Sandy Pond Beach Unique Area is a 76 acre New York State conservation area located within the eastern Lake Ontario dunes. It lies at the north end of a spit of land dividing North Sandy Pond from Lake Ontario, and is about 2 mi north of the developed portion of Sandy Island Beach State Park. There is no road access to the area, which can be most easily reached by boat. For this reason, local residents have long referred to the beach as "Boaters' Beach". It has been managed as part of Sandy Island Beach State Park since 2011.

==History==
The area was purchased by The Nature Conservancy in 1994 from two private owners who were concerned about preservation of the land; the purchase price was about $300,000. The new conservation area was named the Sandy Pond Beach Natural Area. The purchase was followed by a restoration effort involving beachgrass plantings and construction of boardwalks to prevent damage to the beachgrass by foot traffic. The Nature Conservancy properties were purchased by New York State to create the Unique Area, which was managed by the New York State Department of Environmental Conservation as part of the New York State Forest system.

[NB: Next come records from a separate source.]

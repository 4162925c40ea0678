// SPDX-FileCopyrightText: 2026 Bruno Meilick
// SPDX-License-Identifier: LicenseRef-Matchtally-FreeUse-NoCopy-NoDerivatives
//
// All rights reserved.
//
// This file is part of Matchtally and is proprietary software.
// Unauthorized copying, modification, or distribution is prohibited.

//! Interactive terminal front end: the match form, stats, and history.

use std::{
    error::Error,
    io,
    time::{Duration, Instant},
};

use chrono::{DateTime, Local, Utc};
use crossterm::{
    event::{
        self, DisableMouseCapture, EnableMouseCapture, Event, KeyCode, KeyEvent, KeyEventKind,
        KeyModifiers, MouseButton, MouseEvent, MouseEventKind,
    },
    execute,
    terminal::{disable_raw_mode, enable_raw_mode, EnterAlternateScreen, LeaveAlternateScreen},
};
use ratatui::{
    backend::CrosstermBackend,
    layout::{Alignment, Constraint, Direction as LayoutDirection, Layout, Rect},
    style::{Color, Modifier, Style},
    text::{Line, Span},
    widgets::{Block, Borders, Clear, Paragraph, Wrap},
    Frame, Terminal,
};

use crate::focus::{Activation, Command, Direction, ItemKey, Navigator, SurfaceItem, Zone};
use crate::format::{LastMatchType, StoredSession};
use crate::model::{LogScope, MatchRecord, Outcome, RecordId, SessionSummary};
use crate::ops;
use crate::query::{history_page, stats_for, HistoryPage};
use crate::state::AppState;
use crate::store::{DataFolder, StoreError};

mod layout;
mod theme;

use layout::button_text;
pub use layout::{TuiRenderer, DEFAULT_FORM_WIDTH};
use theme::TuiTheme;

const FOOTER_LABEL_COLOR: Color = Color::Gray;
const FOOTER_KEY_COLOR: Color = Color::Cyan;
const FOOTER_BRAND_COLOR: Color = Color::White;
const FOOTER_BRAND: &str = "matchtally";
const TOAST_DURATION: Duration = Duration::from_millis(2500);
const SESSION_TOAST_DURATION: Duration = Duration::from_millis(3500);
const SIDEBAR_MIN_WIDTH: u16 = 90;
const DELETE_MARKER: &str = " ✕";

/// Runs the interactive terminal UI until the user quits.
///
/// `ended_session` is the session an auto reset closed at launch, announced once.
pub fn run(
    state: AppState,
    folder: Option<DataFolder>,
    ended_session: Option<SessionSummary>,
) -> Result<(), Box<dyn Error>> {
    let theme = TuiTheme::resolve(state.settings.theme)?;
    let mut terminal = TerminalSession::new()?;
    let mut app = App::new(state, folder, theme);
    if let Some(previous) = ended_session {
        app.announce_new_session(previous);
    }

    while !app.should_quit {
        terminal.draw(|frame| draw(frame, &mut app))?;

        if event::poll(Duration::from_millis(250))? {
            match event::read()? {
                Event::Key(key) if key.kind == KeyEventKind::Press => app.handle_key(key),
                Event::Mouse(mouse) => app.handle_mouse(mouse),
                _ => {}
            }
        }
    }

    app.persist(DataFolder::save_state);
    Ok(())
}

fn draw(frame: &mut Frame<'_>, app: &mut App) {
    let area = frame.size();

    let rows = Layout::default()
        .direction(LayoutDirection::Vertical)
        .constraints([Constraint::Min(0), Constraint::Length(1)])
        .split(area);
    let main_area = rows[0];
    let status_area = rows[1];

    let (form_area, side_area) = if main_area.width >= SIDEBAR_MIN_WIDTH {
        let panes = Layout::default()
            .direction(LayoutDirection::Horizontal)
            .constraints([Constraint::Percentage(62), Constraint::Percentage(38)])
            .split(main_area);
        (panes[0], Some(panes[1]))
    } else {
        (main_area, None)
    };

    render_form(frame, app, form_area);
    match side_area {
        Some(side_area) => {
            let side = Layout::default()
                .direction(LayoutDirection::Vertical)
                .constraints([Constraint::Length(7), Constraint::Min(0)])
                .split(side_area);
            render_stats(frame, app, side[0]);
            render_history(frame, app, side[1]);
        }
        None => app.history_rows.clear(),
    }

    let toast_message = match app.toast.as_ref() {
        Some(toast) if toast.expires_at > Instant::now() => Some(toast.message.clone()),
        Some(_) => {
            app.toast = None;
            None
        }
        None => None,
    };
    let status = Paragraph::new(footer_line(app, toast_message.as_deref()));
    frame.render_widget(status, status_area);
    if app.pending.is_none() {
        let brand = Paragraph::new(footer_brand_line()).alignment(Alignment::Right);
        frame.render_widget(brand, status_area);
    }

    if app.show_help {
        render_help(frame, app, main_area);
    }
}

// Panel, footer, and help rendering helpers.
include!("chrome.rs");

#[derive(Debug, Clone)]
struct Toast {
    message: String,
    expires_at: Instant,
}

/// A destructive action waiting for `y`.
#[derive(Debug, Clone, Copy, PartialEq, Eq)]
enum PendingConfirm {
    DeleteMatch(RecordId),
    ClearAll,
}

impl PendingConfirm {
    fn prompt(self) -> &'static str {
        match self {
            Self::DeleteMatch(_) => "Delete this match?",
            Self::ClearAll => "Clear ALL match data? This cannot be undone!",
        }
    }
}

struct App {
    state: AppState,
    renderer: TuiRenderer,
    folder: Option<DataFolder>,
    theme: TuiTheme,
    clock: fn() -> DateTime<Utc>,
    form_area: Rect,
    form_scroll: u16,
    /// Screen row and record of every drawn history line.
    history_rows: Vec<(u16, RecordId)>,
    history_area: Rect,
    pending: Option<PendingConfirm>,
    show_help: bool,
    toast: Option<Toast>,
    should_quit: bool,
}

In 2011, administration and ownership of Sandy Pond Beach Unique Area was transferred to the New York State Office of Parks, Recreation and Historic Preservation to be incorporated into nearby Sandy Island Beach State Park.

==Habitat and ecological value==
There is a bird sanctuary on the northernmost tip of this area that hosts large numbers of shorebirds during migration; the Unique Area is part of the Eastern Lake Ontario Marshes Bird Conservation Area that also includes Deer Creek Marsh, Lakeview, and Black Pond Wildlife Management Areas. Visitors and pets are not allowed in the bird sanctuary.

The Unique Area was designated as part of the "Eastern Lake Ontario Barrier Beach and Wetland Complex" New York Natural Heritage Area in 2007.